▶ _Work task_:
In the entries that follow, find the line containing "i64::MAX as f64)", then output exactly every line from the first through that one.

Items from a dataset

+ + + +

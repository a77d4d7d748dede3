//! Typed tool input schemas.
//!
//! A schema is a flat mapping from parameter name to a primitive type plus a
//! required/optional flag. On the wire (tool host, model API) it travels as the
//! equivalent JSON Schema object.

use serde::{Deserialize, Serialize};
use serde_json::{Map, Value, json};
use thiserror::Error;

/// Primitive type of a tool parameter.
#[derive(Debug, Clone, Copy, PartialEq, Eq, Serialize, Deserialize)]
#[serde(rename_all = "lowercase")]
pub enum ParamKind {
    String,
    Integer,
    Number,
    Boolean,
    /// Declared with a non-primitive or missing type; any value is accepted.
    Any,
}

impl ParamKind {
    fn from_json_type(ty: Option<&str>) -> Self {
        match ty {
            Some("string") => ParamKind::String,
            Some("integer") => ParamKind::Integer,
            Some("number") => ParamKind::Number,
            Some("boolean") => ParamKind::Boolean,
            _ => ParamKind::Any,
        }
    }

    fn json_type(&self) -> Option<&'static str> {
        match self {
            ParamKind::String => Some("string"),
            ParamKind::Integer => Some("integer"),
            ParamKind::Number => Some("number"),
            ParamKind::Boolean => Some("boolean"),
            ParamKind::Any => None,
        }
    }
}

/// Read a whole number that fits in an `i64`, accepting `3.0` as well as `3`.
pub fn as_whole_i64(value: &Value) -> Option<i64> {
    if let Some(n) = value.as_i64() {
        return Some(n);
    }
    if value.is_u64() {
        return None;
    }
    value
        .as_f64()
        .filter(|f| f.fract() == 0.0 && *f >= i64::MIN as f64 && *f < i64::MAX as f64)
        .map(|f| f as i64)
}

fn describe(value: &Value) -> &'static str {
    match value {
        Value::Null => "null",
        Value::Bool(_) => "boolean",
        Value::Number(_) => "number",
        Value::String(_) => "string",
        Value::Array(_) => "array",
        Value::Object(_) => "object",
    }
}

/// One declared parameter.
#[derive(Debug, Clone, PartialEq, Serialize, Deserialize)]
pub struct ParamSpec {
    pub name: String,
    pub kind: ParamKind,
    pub required: bool,
    #[serde(default, skip_serializing_if = "Option::is_none")]
    pub description: Option<String>,
}

#[derive(Debug, Clone, PartialEq, Error)]
pub enum SchemaError {
    #[error("arguments must be a JSON object, got {0}")]
    NotAnObject(&'static str),

    #[error("missing required argument '{0}'")]
    MissingRequired(String),

    #[error("argument '{param}' must be {expected}, got {found}")]
    WrongType {
        param: String,
        expected: &'static str,
        found: &'static str,
    },

    #[error("argument '{0}' is out of range for a 64-bit integer")]
    OutOfRange(String),

    #[error("argument '{param}' is invalid: {reason}")]
    Invalid { param: String, reason: String },

    #[error("invalid input schema: {0}")]
    InvalidSchema(String),
}

/// The input schema of a tool.
#[derive(Debug, Clone, Default, PartialEq, Serialize, Deserialize)]
#[serde(try_from = "Value", into = "Value")]
pub struct InputSchema {
    params: Vec<ParamSpec>,
}

impl InputSchema {
    pub fn new() -> Self {
        Self::default()
    }

    /// Add a required parameter.
    pub fn required(self, name: &str, kind: ParamKind, description: &str) -> Self {
        self.with_param(name, kind, true, description)
    }

    /// Add an optional parameter.
    pub fn optional(self, name: &str, kind: ParamKind, description: &str) -> Self {
        self.with_param(name, kind, false, description)
    }

    fn with_param(mut self, name: &str, kind: ParamKind, required: bool, description: &str) -> Self {
        self.params.retain(|p| p.name != name);
        self.params.push(ParamSpec {
            name: name.to_string(),
            kind,
            required,
            description: (!description.is_empty()).then(|| description.to_string()),
        });
        self
    }

    pub fn params(&self) -> &[ParamSpec] {
        &self.params
    }

    pub fn param(&self, name: &str) -> Option<&ParamSpec> {
        self.params.iter().find(|p| p.name == name)
    }

    /// Parse the object-schema subset used by tool declarations.
    pub fn from_json_schema(schema: &Value) -> Result<Self, SchemaError> {
        let obj = schema
            .as_object()
            .ok_or_else(|| SchemaError::InvalidSchema(format!("expected object, got {}", describe(schema))))?;

        if let Some(ty) = obj.get("type").and_then(Value::as_str) {
            if ty != "object" {
                return Err(SchemaError::InvalidSchema(format!(
                    "top-level type must be 'object', got '{ty}'"
                )));
            }
        }

        let required: Vec<&str> = obj
            .get("required")
            .and_then(Value::as_array)
            .map(|r| r.iter().filter_map(Value::as_str).collect())
            .unwrap_or_default();

        let mut params = Vec::new();
        if let Some(props) = obj.get("properties") {
            let props = props.as_object().ok_or_else(|| {
                SchemaError::InvalidSchema("'properties' must be an object".into())
            })?;
            for (name, prop) in props {
                params.push(ParamSpec {
                    name: name.clone(),
                    kind: ParamKind::from_json_type(prop.get("type").and_then(Value::as_str)),
                    required: required.contains(&name.as_str()),
                    description: prop
                        .get("description")
                        .and_then(Value::as_str)
                        .map(str::to_string),
                });
            }
        }

        for name in &required {
            if !params.iter().any(|p| p.name == *name) {
                params.push(ParamSpec {
                    name: name.to_string(),
                    kind: ParamKind::Any,
                    required: true,
                    description: None,
                });
            }
        }

        Ok(Self { params })
    }

    /// Render as a JSON Schema object.
    pub fn to_json_schema(&self) -> Value {
        let mut properties = Map::new();
        for p in &self.params {
            let mut prop = Map::new();
            if let Some(ty) = p.kind.json_type() {
                prop.insert("type".into(), json!(ty));
            }
            if let Some(desc) = &p.description {
                prop.insert("description".into(), json!(desc));
            }
            properties.insert(p.name.clone(), Value::Object(prop));
        }
        let required: Vec<&str> = self
            .params
            .iter()
            .filter(|p| p.required)
            .map(|p| p.name.as_str())
            .collect();

        json!({
            "type": "object",
            "properties": properties,
            "required": required,
        })
    }

    /// Check call arguments against the schema.
    ///
    /// `null` is treated as an empty argument object, and `null` values as
    /// absent. Unknown arguments are ignored.
    pub fn validate(&self, arguments: &Value) -> Result<(), SchemaError> {
        let args: Map<String, Value> = match arguments {
            Value::Null => Map::new(),
            Value::Object(map) => map
                .iter()
                .filter(|(_, v)| !v.is_null())
                .map(|(k, v)| (k.clone(), v.clone()))
                .collect(),
            other => return Err(SchemaError::NotAnObject(describe(other))),
        };
        let args = Value::Object(args);

        let validator = jsonschema::Validator::new(&self.to_json_schema())
            .map_err(|e| SchemaError::InvalidSchema(e.to_string()))?;
        if let Some(error) = validator.iter_errors(&args).next() {
            return Err(self.schema_error(&error));
        }

        // JSON Schema calls 1e20 an integer; a tool cannot use it as one
        for p in self.params.iter().filter(|p| p.kind == ParamKind::Integer) {
            if let Some(value) = args.get(&p.name) {
                if as_whole_i64(value).is_none() {
                    return Err(SchemaError::OutOfRange(p.name.clone()));
                }
            }
        }
        Ok(())
    }

    fn schema_error(&self, error: &jsonschema::ValidationError<'_>) -> SchemaError {
        if let jsonschema::error::ValidationErrorKind::Required { property } = &error.kind {
            let name = property.as_str().map(str::to_string).unwrap_or_else(|| property.to_string());
            return SchemaError::MissingRequired(name);
        }

        let path = error.instance_path.to_string();
        let name = path.trim_start_matches('/').split('/').next().unwrap_or_default();
        match self.param(name) {
            Some(p) if matches!(error.kind, jsonschema::error::ValidationErrorKind::Type { .. }) => {
                SchemaError::WrongType {
                    param: p.name.clone(),
                    expected: p.kind.json_type().unwrap_or("any"),
                    found: describe(&error.instance),
                }
            }
            _ => SchemaError::Invalid {
                param: name.to_string(),
                reason: error.to_string(),
            },
        }
    }
}

impl TryFrom<Value> for InputSchema {
    type Error = SchemaError;

    fn try_from(value: Value) -> Result<Self, Self::Error> {
        Self::from_json_schema(&value)
    }
}

impl From<InputSchema> for Value {
    fn from(schema: InputSchema) -> Self {
        schema.to_json_schema()
    }
}
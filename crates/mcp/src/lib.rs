//! Tool host transport for orderdesk.
//!
//! The tool host is a separate process that owns the shop database. The
//! orchestrator spawns it, speaks newline-delimited JSON-RPC 2.0 to it over
//! stdio, and sees its tools as ordinary [`Tool`](orderdesk_core::Tool)s
//! through [`RemoteTool`] proxies.
//!
//! - [`protocol`]: wire types
//! - [`Connection`]: id-correlated requests over one byte stream
//! - [`ToolHost`]: lifecycle, discovery, restart
//! - [`ToolServer`]: the host side, serving a registry

pub mod connection;
pub mod host;
pub mod protocol;
pub mod remote_tool;
pub mod server;

pub use connection::Connection;
pub use host::{Connected, Connector, HostOptions, ProcessConnector, ToolHost};
pub use protocol::{CallToolResult, PROTOCOL_VERSION};
pub use remote_tool::RemoteTool;
pub use server::ToolServer;
//! `orderdesk serve`: start the HTTP server.

use orderdesk_core::event::{DomainEvent, EventBus};
use std::path::Path;
use std::sync::Arc;
use tracing::{debug, info, warn};

use super::{BoxError, build_agent, load_config};

pub async fn run(config_path: Option<&Path>, port: Option<u16>) -> Result<(), BoxError> {
    let mut config = load_config(config_path)?;
    if let Some(port) = port {
        config.gateway.port = port;
    }
    if !config.has_api_key() {
        warn!("No API key configured; set ORDERDESK_API_KEY or ANTHROPIC_API_KEY");
    }

    println!("📦 orderdesk");
    println!("   Listening: {}:{}", config.gateway.host, config.gateway.port);
    println!("   Model:     {}", config.model.model);
    println!("   Database:  {}", config.store.database.display());

    let events = Arc::new(EventBus::default());
    spawn_event_logger(&events);

    let gateway = config.gateway.clone();
    let init = async move {
        let (agent, _host) = build_agent(&config, events).await?;
        Ok::<_, BoxError>(agent)
    };
    orderdesk_gateway::start(&gateway, init).await.map_err(|e| e.to_string())?;
    Ok(())
}

/// Log domain events as they happen.
fn spawn_event_logger(events: &EventBus) {
    let mut rx = events.subscribe();
    tokio::spawn(async move {
        loop {
            match rx.recv().await {
                Ok(event) => match event.as_ref() {
                    DomainEvent::TurnStarted { thread_id, question_preview, .. } => {
                        debug!(thread_id = %thread_id, question = %question_preview, "event: turn started");
                    }
                    DomainEvent::ToolExecuted { thread_id, tool_name, is_error, duration_ms, .. } => {
                        info!(thread_id = %thread_id, tool = %tool_name, is_error, duration_ms, "event: tool executed");
                    }
                    DomainEvent::TurnCompleted { thread_id, iterations, tool_calls, .. } => {
                        info!(thread_id = %thread_id, iterations, tool_calls, "event: turn completed");
                    }
                    DomainEvent::TurnFailed { thread_id, error_kind, .. } => {
                        warn!(thread_id = %thread_id, kind = %error_kind, "event: turn failed");
                    }
                    DomainEvent::ToolHostRestarted { attempt, reason, .. } => {
                        warn!(attempt, reason = %reason, "event: tool host restarted");
                    }
                },
                Err(tokio::sync::broadcast::error::RecvError::Lagged(skipped)) => {
                    debug!(skipped, "Event logger lagged");
                }
                Err(tokio::sync::broadcast::error::RecvError::Closed) => break,
            }
        }
    });
}
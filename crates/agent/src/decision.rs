//! The decision step: one model call, classified.

use orderdesk_core::error::ProviderError;
use orderdesk_core::message::{Message, Role};
use orderdesk_core::provider::{Provider, ProviderRequest};
use orderdesk_core::tool::ToolDeclaration;
use std::sync::Arc;
use std::time::Duration;
use tracing::debug;

/// What the model asked for.
#[derive(Debug, Clone)]
pub enum Decision {
    /// No tool calls: the message text is the answer.
    Terminal(Message),
    /// The assistant message carrying one or more tool calls.
    Continuation(Message),
}

impl Decision {
    pub fn message(&self) -> &Message {
        match self {
            Decision::Terminal(m) | Decision::Continuation(m) => m,
        }
    }
}

/// Model settings for the decision step.
#[derive(Debug, Clone)]
pub struct ModelSettings {
    pub model: String,
    pub system: Option<String>,
    pub temperature: f32,
    pub max_tokens: Option<u32>,
    pub timeout: Duration,
}

impl From<&orderdesk_config::AppConfig> for ModelSettings {
    fn from(config: &orderdesk_config::AppConfig) -> Self {
        Self {
            model: config.model.model.clone(),
            system: config.agent.system_prompt.clone(),
            temperature: config.model.temperature,
            max_tokens: Some(config.model.max_tokens),
            timeout: config.model.timeout(),
        }
    }
}

pub struct DecisionStep {
    provider: Arc<dyn Provider>,
    settings: ModelSettings,
}

impl DecisionStep {
    pub fn new(provider: Arc<dyn Provider>, settings: ModelSettings) -> Self {
        Self { provider, settings }
    }

    /// Call the model exactly once. No retries: a failure or timeout is
    /// returned as-is.
    pub async fn decide(
        &self,
        history: &[Message],
        tools: &[ToolDeclaration],
    ) -> Result<Decision, ProviderError> {
        let request = ProviderRequest {
            model: self.settings.model.clone(),
            system: self.settings.system.clone(),
            messages: history.to_vec(),
            temperature: self.settings.temperature,
            max_tokens: self.settings.max_tokens,
            tools: tools.to_vec(),
        };

        let timeout = self.settings.timeout;
        let response = tokio::time::timeout(timeout, self.provider.complete(request))
            .await
            .map_err(|_| ProviderError::Timeout(timeout.as_secs()))??;

        if let Some(usage) = &response.usage {
            debug!(
                model = %response.model,
                prompt_tokens = usage.prompt_tokens,
                completion_tokens = usage.completion_tokens,
                "Model responded"
            );
        }

        Ok(classify(response.message))
    }
}

/// Terminal when there are no tool calls, Continuation otherwise. Calls
/// without an id get a fresh one so their results can be matched.
fn classify(mut message: Message) -> Decision {
    message.role = Role::Assistant;
    if message.tool_calls.is_empty() {
        return Decision::Terminal(message);
    }
    for call in &mut message.tool_calls {
        if call.id.is_empty() {
            call.id = format!("call_{}", uuid::Uuid::new_v4().simple());
        }
    }
    Decision::Continuation(message)
}
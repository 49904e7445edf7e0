// Campus portal client core
//
// Client-side authentication, session persistence and role-based routing for
// the university portal, plus typed access to its REST API.
//
// Key design decisions:
// - The session lives in an injected SessionContext, never a global
// - Token claims are decoded for display and routing only; the server verifies
// - Storage is read once at startup and written on every transition
// - Any 401 from the API ends the session and navigates to /login
// - Role mismatches redirect to the user's own dashboard

pub mod api;
pub mod auth;
pub mod config;
pub mod context;
pub mod error;
pub mod gateway;
pub mod role;
pub mod routes;
pub mod session;
pub mod session_store;
pub mod storage;
pub mod token;

pub use auth::AuthManager;
pub use config::PortalConfig;
pub use context::SessionContext;
pub use error::{AuthError, DecodeError, GatewayError, PortalError, Result, StorageError};
pub use gateway::HttpGateway;
pub use role::Role;
pub use routes::{authorize, Decision, Navigation, Navigator, Route, Router, LOGIN_PATH};
pub use session::{Identity, Session, SessionState};
pub use session_store::SessionStore;
pub use storage::{DurableStorage, FileStorage, MemoryStorage};
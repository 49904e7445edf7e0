// Portal client configuration loaded from environment variables.
// Decision: PORTAL_ prefix for every variable
// Decision: Default to the local development API when nothing is set

use std::path::PathBuf;
use std::time::Duration;

use crate::error::{PortalError, Result};
use crate::storage::FileStorage;

pub const DEFAULT_API_URL: &str = "http://localhost:2008";
pub const DEFAULT_REQUEST_TIMEOUT: Duration = Duration::from_secs(30);

#[derive(Debug, Clone)]
pub struct PortalConfig {
    /// Base URL of the portal REST API
    pub api_url: String,
    /// File holding the persisted session
    pub session_file: PathBuf,
    /// Per-request timeout
    pub request_timeout: Duration,
}

impl Default for PortalConfig {
    fn default() -> Self {
        Self {
            api_url: DEFAULT_API_URL.to_string(),
            session_file: FileStorage::default_path(),
            request_timeout: DEFAULT_REQUEST_TIMEOUT,
        }
    }
}

impl PortalConfig {
    /// Load configuration from environment variables
    pub fn from_env() -> Self {
        Self::from_lookup(|name| std::env::var(name).ok())
    }

    fn from_lookup(lookup: impl Fn(&str) -> Option<String>) -> Self {
        let api_url = lookup("PORTAL_API_URL")
            .filter(|s| !s.trim().is_empty())
            .unwrap_or_else(|| DEFAULT_API_URL.to_string());

        let session_file = lookup("PORTAL_SESSION_FILE")
            .filter(|s| !s.trim().is_empty())
            .map(PathBuf::from)
            .unwrap_or_else(FileStorage::default_path);

        let request_timeout = lookup("PORTAL_REQUEST_TIMEOUT")
            .and_then(|s| s.parse().ok())
            .map(Duration::from_secs)
            .unwrap_or(DEFAULT_REQUEST_TIMEOUT);

        Self {
            api_url,
            session_file,
            request_timeout,
        }
    }

    pub fn validate(&self) -> Result<()> {
        if !(self.api_url.starts_with("http://") || self.api_url.starts_with("https://")) {
            return Err(PortalError::config(format!(
                "API URL must start with http:// or https://, got '{}'",
                self.api_url
            )));
        }
        if self.request_timeout.is_zero() {
            return Err(PortalError::config("request timeout must be positive"));
        }
        Ok(())
    }
}
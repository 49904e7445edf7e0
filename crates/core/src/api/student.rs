// Student endpoints

use reqwest::multipart::Form;

use super::models::{
    AcademicRecord, DocumentType, ExternalResult, InternalResult, ScheduleQuery, StudentDocument,
    StudentProfile,
};
use super::upload::{require, FileUpload};
use crate::error::Result;
use crate::gateway::HttpGateway;

/// Document to attach to the student's record
#[derive(Debug, Clone)]
pub struct DocumentUpload {
    pub document_type: DocumentType,
    pub title: String,
    pub file: FileUpload,
}

pub struct StudentApi<'a> {
    gateway: &'a HttpGateway,
}

impl<'a> StudentApi<'a> {
    pub fn new(gateway: &'a HttpGateway) -> Self {
        Self { gateway }
    }

    pub async fn profile(&self) -> Result<StudentProfile> {
        Ok(self.gateway.get_json("/student/profile").await?)
    }

    pub async fn edit_profile(&self, profile: &StudentProfile) -> Result<String> {
        Ok(self
            .gateway
            .post_json_text("/student/editprofile", profile)
            .await?)
    }

    pub async fn academics(&self) -> Result<AcademicRecord> {
        Ok(self.gateway.get_json("/student/academics").await?)
    }

    pub async fn internal_marks(&self, semester: u32) -> Result<Vec<InternalResult>> {
        Ok(self
            .gateway
            .get_json(&format!("/student/internalmarks/{}", semester))
            .await?)
    }

    pub async fn external_marks(&self, semester: u32) -> Result<Vec<ExternalResult>> {
        Ok(self
            .gateway
            .get_json(&format!("/student/externalmarks/{}", semester))
            .await?)
    }

    pub async fn upload_document(&self, upload: DocumentUpload) -> Result<String> {
        require("title", &upload.title)?;

        let form = Form::new()
            .text("documenttype", upload.document_type.as_str())
            .text("title", upload.title)
            .part("file", upload.file.into_part()?);

        Ok(self
            .gateway
            .post_multipart("/student/upload/document", form)
            .await?)
    }

    pub async fn documents(&self) -> Result<Vec<StudentDocument>> {
        Ok(self.gateway.get_json("/student/get/documents").await?)
    }

    pub async fn view_document(&self, document_id: i64) -> Result<Vec<u8>> {
        Ok(self
            .gateway
            .get_bytes(&format!("/student/document/{}/view", document_id))
            .await?)
    }

    /// Timetable file for a class
    pub async fn view_schedule(&self, query: &ScheduleQuery) -> Result<Vec<u8>> {
        Ok(self
            .gateway
            .get_bytes_with_query("/student/schedule/view", query)
            .await?)
    }
}
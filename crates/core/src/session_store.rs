// Session persistence over durable storage
//
// Two keys: `token` holds the raw bearer string, `user` the JSON identity.
// Loading never fails; anything unreadable means nobody is logged in.

use std::sync::Arc;

use crate::error::StorageError;
use crate::session::{Identity, Session};
use crate::storage::DurableStorage;

pub const TOKEN_KEY: &str = "token";
pub const USER_KEY: &str = "user";

#[derive(Clone)]
pub struct SessionStore {
    storage: Arc<dyn DurableStorage>,
}

impl SessionStore {
    pub fn new(storage: Arc<dyn DurableStorage>) -> Self {
        Self { storage }
    }

    /// Read the persisted session. Both keys must be present and the user
    /// record must parse, otherwise the result is [`Session::Anonymous`].
    pub fn load(&self) -> Session {
        match self.try_load() {
            Ok(session) => session,
            Err(e) => {
                tracing::warn!(error = %e, "failed to read stored session, starting anonymous");
                Session::Anonymous
            }
        }
    }

    fn try_load(&self) -> Result<Session, StorageError> {
        let token = non_empty(self.storage.get_item(TOKEN_KEY)?);
        let user = non_empty(self.storage.get_item(USER_KEY)?);

        let (Some(token), Some(user)) = (token, user) else {
            return Ok(Session::Anonymous);
        };

        match serde_json::from_str::<Identity>(&user) {
            Ok(identity) => Ok(Session::authenticated(identity, token)),
            Err(e) => {
                tracing::warn!(error = %e, "stored user record is malformed, ignoring it");
                Ok(Session::Anonymous)
            }
        }
    }

    /// Current bearer token straight from storage.
    pub fn token(&self) -> Option<String> {
        match self.storage.get_item(TOKEN_KEY) {
            Ok(token) => non_empty(token),
            Err(e) => {
                tracing::warn!(error = %e, "failed to read stored token");
                None
            }
        }
    }

    /// Persist `session`. The token is written before the user record;
    /// saving an anonymous session clears both.
    pub fn save(&self, session: &Session) -> Result<(), StorageError> {
        match session {
            Session::Anonymous => self.clear(),
            Session::Authenticated { identity, token } => {
                let user = serde_json::to_string(identity).map_err(StorageError::Serialize)?;
                self.storage.set_item(TOKEN_KEY, token)?;
                self.storage.set_item(USER_KEY, &user)
            }
        }
    }

    /// Remove both keys. Both removals are attempted even if the first fails.
    pub fn clear(&self) -> Result<(), StorageError> {
        let token = self.storage.remove_item(TOKEN_KEY);
        let user = self.storage.remove_item(USER_KEY);
        token.and(user)
    }
}

fn non_empty(value: Option<String>) -> Option<String> {
    value.filter(|v| !v.is_empty())
}
// File uploads for multipart requests

use reqwest::multipart::{Form, Part};
use std::path::Path;

use crate::error::{PortalError, Result};

/// A file ready to be sent as a multipart part
#[derive(Debug, Clone, PartialEq, Eq)]
pub struct FileUpload {
    pub file_name: String,
    pub bytes: Vec<u8>,
    pub mime: String,
}

impl FileUpload {
    pub fn new(file_name: impl Into<String>, bytes: Vec<u8>) -> Self {
        let file_name = file_name.into();
        let mime = mime_guess::from_path(&file_name)
            .first_or_octet_stream()
            .to_string();
        Self {
            file_name,
            bytes,
            mime,
        }
    }

    pub fn from_path(path: impl AsRef<Path>) -> Result<Self> {
        let path = path.as_ref();
        let bytes = std::fs::read(path)?;
        let file_name = path
            .file_name()
            .and_then(|n| n.to_str())
            .ok_or_else(|| PortalError::validation(format!("invalid file name: {}", path.display())))?;
        Ok(Self::new(file_name, bytes))
    }

    pub(crate) fn into_part(self) -> Result<Part> {
        Ok(Part::bytes(self.bytes)
            .file_name(self.file_name)
            .mime_str(&self.mime)?)
    }
}

/// Reject blank required text fields before anything is sent
pub(crate) fn require(field: &str, value: &str) -> Result<()> {
    if value.trim().is_empty() {
        return Err(PortalError::validation(format!("{} is required", field)));
    }
    Ok(())
}

/// Form with a single `file` part
pub(crate) fn file_form(file: FileUpload) -> Result<Form> {
    Ok(Form::new().part("file", file.into_part()?))
}

#[cfg(test)]
mod tests {
    use super::*;

    #[test]
    fn test_mime_guess() {
        assert_eq!(
            FileUpload::new("marks.XLSX", vec![]).mime,
            "application/vnd.openxmlformats-officedocument.spreadsheetml.sheet"
        );
        assert_eq!(FileUpload::new("notice.pdf", vec![]).mime, "application/pdf");
        assert_eq!(FileUpload::new("notes.txt", vec![]).mime, "text/plain");
        assert_eq!(FileUpload::new("photo.webp", vec![]).mime, "image/webp");
        assert_eq!(FileUpload::new("scan.tiff", vec![]).mime, "image/tiff");
        assert_eq!(
            FileUpload::new("sheet.ods", vec![]).mime,
            "application/vnd.oasis.opendocument.spreadsheet"
        );
        assert_eq!(
            FileUpload::new("README", vec![]).mime,
            "application/octet-stream"
        );
    }

    #[test]
    fn test_from_path_reads_file() {
        let dir = tempfile::tempdir().unwrap();
        let path = dir.path().join("users.csv");
        std::fs::write(&path, "email,role\n").unwrap();

        let upload = FileUpload::from_path(&path).unwrap();
        assert_eq!(upload.file_name, "users.csv");
        assert_eq!(upload.mime, "text/csv");
        assert_eq!(upload.bytes, b"email,role\n");
    }

    #[test]
    fn test_from_missing_path_is_io_error() {
        let err = FileUpload::from_path("/definitely/not/here.pdf").unwrap_err();
        assert!(matches!(err, PortalError::Io(_)));
    }

    #[test]
    fn test_require() {
        assert!(require("title", "Timetable").is_ok());
        assert!(matches!(require("title", "  "), Err(PortalError::Validation(_))));
    }
}
// Administrator endpoints
//
// Bulk data arrives as spreadsheets; the server parses them. Each upload
// returns the server's status message.

use reqwest::multipart::Form;

use super::models::ScheduleUpload;
use super::upload::{file_form, require, FileUpload};
use crate::error::Result;
use crate::gateway::HttpGateway;
use crate::role::Role;

pub struct AdminApi<'a> {
    gateway: &'a HttpGateway,
}

impl<'a> AdminApi<'a> {
    pub fn new(gateway: &'a HttpGateway) -> Self {
        Self { gateway }
    }

    /// Create accounts for every row of `file`, all with `role`
    pub async fn upload_users(&self, file: FileUpload, role: Role) -> Result<String> {
        let form = file_form(file)?.text("role", role.as_str());
        Ok(self.gateway.post_multipart("/admin/upload", form).await?)
    }

    pub async fn upload_academics(&self, file: FileUpload) -> Result<String> {
        Ok(self
            .gateway
            .post_multipart("/admin/upload-academics", file_form(file)?)
            .await?)
    }

    /// Move a batch to its next semester. The batch is a single path segment.
    pub async fn promote_batch(&self, batch: &str) -> Result<String> {
        require("batch", batch)?;
        let batch = urlencoding::encode(batch.trim());
        Ok(self
            .gateway
            .post_text(&format!("/admin/promote/{}", batch))
            .await?)
    }

    pub async fn upload_detained_list(&self, file: FileUpload) -> Result<String> {
        Ok(self
            .gateway
            .post_multipart("/admin/update-detainedlist", file_form(file)?)
            .await?)
    }

    pub async fn upload_internal_marks(&self, file: FileUpload) -> Result<String> {
        Ok(self
            .gateway
            .post_multipart("/admin/internalmarks", file_form(file)?)
            .await?)
    }

    pub async fn upload_external_marks(&self, file: FileUpload) -> Result<String> {
        Ok(self
            .gateway
            .post_multipart("/admin/externalmarks", file_form(file)?)
            .await?)
    }

    pub async fn upload_schedule(&self, schedule: &ScheduleUpload, file: FileUpload) -> Result<String> {
        require("branch", &schedule.branch)?;
        require("section", &schedule.section)?;
        require("title", &schedule.title)?;

        let form = Form::new()
            .text("branch", schedule.branch.clone())
            .text("year", schedule.year.to_string())
            .text("semester", schedule.semester.to_string())
            .text("section", schedule.section.clone())
            .text("title", schedule.title.clone())
            .part("file", file.into_part()?);

        Ok(self
            .gateway
            .post_multipart("/admin/upload/schedule", form)
            .await?)
    }
}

+ + + +

▶ _Written response_:
repository a77d4d7d748dede3
//! Typed tool input schemas.
//!
//! A schema is a flat mapping from parameter name to a primitive type plus a
//! required/optional flag. On the wire (tool host, model API) it travels as the
//! equivalent JSON Schema object.

use serde::{Deserialize, Serialize};
use serde_json::{Map, Value, json};
use thiserror::Error;

/// Primitive type of a tool parameter.
#[derive(Debug, Clone, Copy, PartialEq, Eq, Serialize, Deserialize)]
#[serde(rename_all = "lowercase")]
pub enum ParamKind {
    String,
    Integer,
    Number,
    Boolean,
    /// Declared with a non-primitive or missing type; any value is accepted.
    Any,
}

impl ParamKind {
    fn from_json_type(ty: Option<&str>) -> Self {
        match ty {
            Some("string") => ParamKind::String,
            Some("integer") => ParamKind::Integer,
            Some("number") => ParamKind::Number,
            Some("boolean") => ParamKind::Boolean,
            _ => ParamKind::Any,
        }
    }

    fn json_type(&self) -> Option<&'static str> {
        match self {
            ParamKind::String => Some("string"),
            ParamKind::Integer => Some("integer"),
            ParamKind::Number => Some("number"),
            ParamKind::Boolean => Some("boolean"),
            ParamKind::Any => None,
        }
    }
}

/// Read a whole number that fits in an `i64`, accepting `3.0` as well as `3`.
pub fn as_whole_i64(value: &Value) -> Option<i64> {
    if let Some(n) = value.as_i64() {
        return Some(n);
    }
    if value.is_u64() {
        return None;
    }
    value
        .as_f64()
        .filter(|f| f.fract() == 0.0 && *f >= i64::MIN as f64 && *f < i64::MAX as f64)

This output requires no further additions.